Of all the many wonders of the Internet (and I'm not talking about social media, podcasts, or p-o-r-n), perhaps the most amazing thing is that seemingly ephemeral artifacts once lost to history -- or at least locked away or archived someplace so obscure as to be functionally if not literally lost -- can easily be found. Just a few taps on a keyboard and, voila, history -- in the form of documents, articles, new reports, recordings (both audio and visual) and other curiosities of the past -- will instantly appear.
The Internet can be a time machine -- we can make the past present again. Once upon a time we had to rummage through boxes in storage bins or archives or thumb through picture books or wrestle with microfiche to summon up days of yore. Now we just sit at our computer.
Here are two very different but equally fascinating examples of things that seemed lost to the past but that are now very much present again:
1. In the 1980s, the city government launched a project to photograph every building in NYC. All of these photos, some 800,000 of them from the Municipal Archives, are now available in this searchable database. You can scan a map of the city, zoom in, and click on a street to see what it looked like almost 30 years ago. It's quite fascinating -- I can see the block I lived on as a kid and the block I live on now as they appeared back in the day. If you have any fond memories of certain streets or neighborhoods, check this archive out!

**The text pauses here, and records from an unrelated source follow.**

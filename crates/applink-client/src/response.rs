//! Transport-level response with a decoded body.

use bytes::Bytes;

/// Response body as decoded by the transport.
#[derive(Debug, Clone, PartialEq)]
pub enum ResponseBody {
    /// No body (e.g. `204 No Content`).
    Empty,
    /// Body decoded as JSON because the server labelled it JSON.
    Json(serde_json::Value),
    /// Raw body: non-JSON content types, or JSON that failed to decode.
    Bytes(Bytes),
}

impl ResponseBody {
    /// Decode a raw body given its `Content-Type`.
    ///
    /// JSON that does not parse is kept as raw bytes so the caller can decide
    /// how to report the shape mismatch.
    pub fn decode(content_type: Option<&str>, raw: Bytes) -> Self {
        if raw.is_empty() {
            return ResponseBody::Empty;
        }

        if content_type.is_some_and(is_json_content_type) {
            if let Ok(value) = serde_json::from_slice(&raw) {
                return ResponseBody::Json(value);
            }
        }

        ResponseBody::Bytes(raw)
    }

    /// Keep a raw body as-is.
    pub fn raw(raw: Bytes) -> Self {
        if raw.is_empty() {
            ResponseBody::Empty
        } else {
            ResponseBody::Bytes(raw)
        }
    }

    /// Returns true if there is no body.
    pub fn is_empty(&self) -> bool {
        matches!(self, ResponseBody::Empty)
    }

    /// The raw bytes of the body, re-encoding JSON when needed.
    pub fn into_bytes(self) -> Bytes {
        match self {
            ResponseBody::Empty => Bytes::new(),
            ResponseBody::Json(value) => Bytes::from(value.to_string()),
            ResponseBody::Bytes(bytes) => bytes,
        }
    }
}

fn is_json_content_type(content_type: &str) -> bool {
    let mime = content_type
        .split(';')
        .next()
        .unwrap_or_default()
        .trim()
        .to_ascii_lowercase();
    mime == "application/json" || mime.ends_with("+json")
}

/// Status code plus decoded body.
#[derive(Debug, Clone, PartialEq)]
pub struct HttpResponse {
    pub status: u16,
    pub body: ResponseBody,
}

impl HttpResponse {
    /// Create a response.
    pub fn new(status: u16, body: ResponseBody) -> Self {
        Self { status, body }
    }

    /// Create a JSON response.
    pub fn json(status: u16, body: serde_json::Value) -> Self {
        Self::new(status, ResponseBody::Json(body))
    }

    /// Create a response with no body.
    pub fn empty(status: u16) -> Self {
        Self::new(status, ResponseBody::Empty)
    }

    /// Returns true if the response status is successful (2xx).
    pub fn is_success(&self) -> bool {
        (200..300).contains(&self.status)
    }
}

2. And then, of course, there's Donald Trump. Specifically, the 15 hours of conversations he had with radio star Howard Stern between 1993 and 2015. These appearances are like the Nixon tapes -- a deep dive into the psyche of a president. Unlike Nixon, who spent his time ranting about Jews, Trump's conversations with Howard are mostly about "broads." Perhaps the wildest conversation is from 1997, after Princess Diana died, where Trump talks about his attempts to woo her and how, according to him, he could have "nailed" her. But oh, he would have made her take an AIDS test first. Yes, that's the 45th President of the United States folks! What a gent he is ...
The great thing about the Internet is that the past is firmly within our grasp (after all, this blog has been around for more than a decade, a living real time recorder of history itself). The bad thing about the Internet: the past is now something that nobody, not even a billionaire POTUS, can ever truly escape.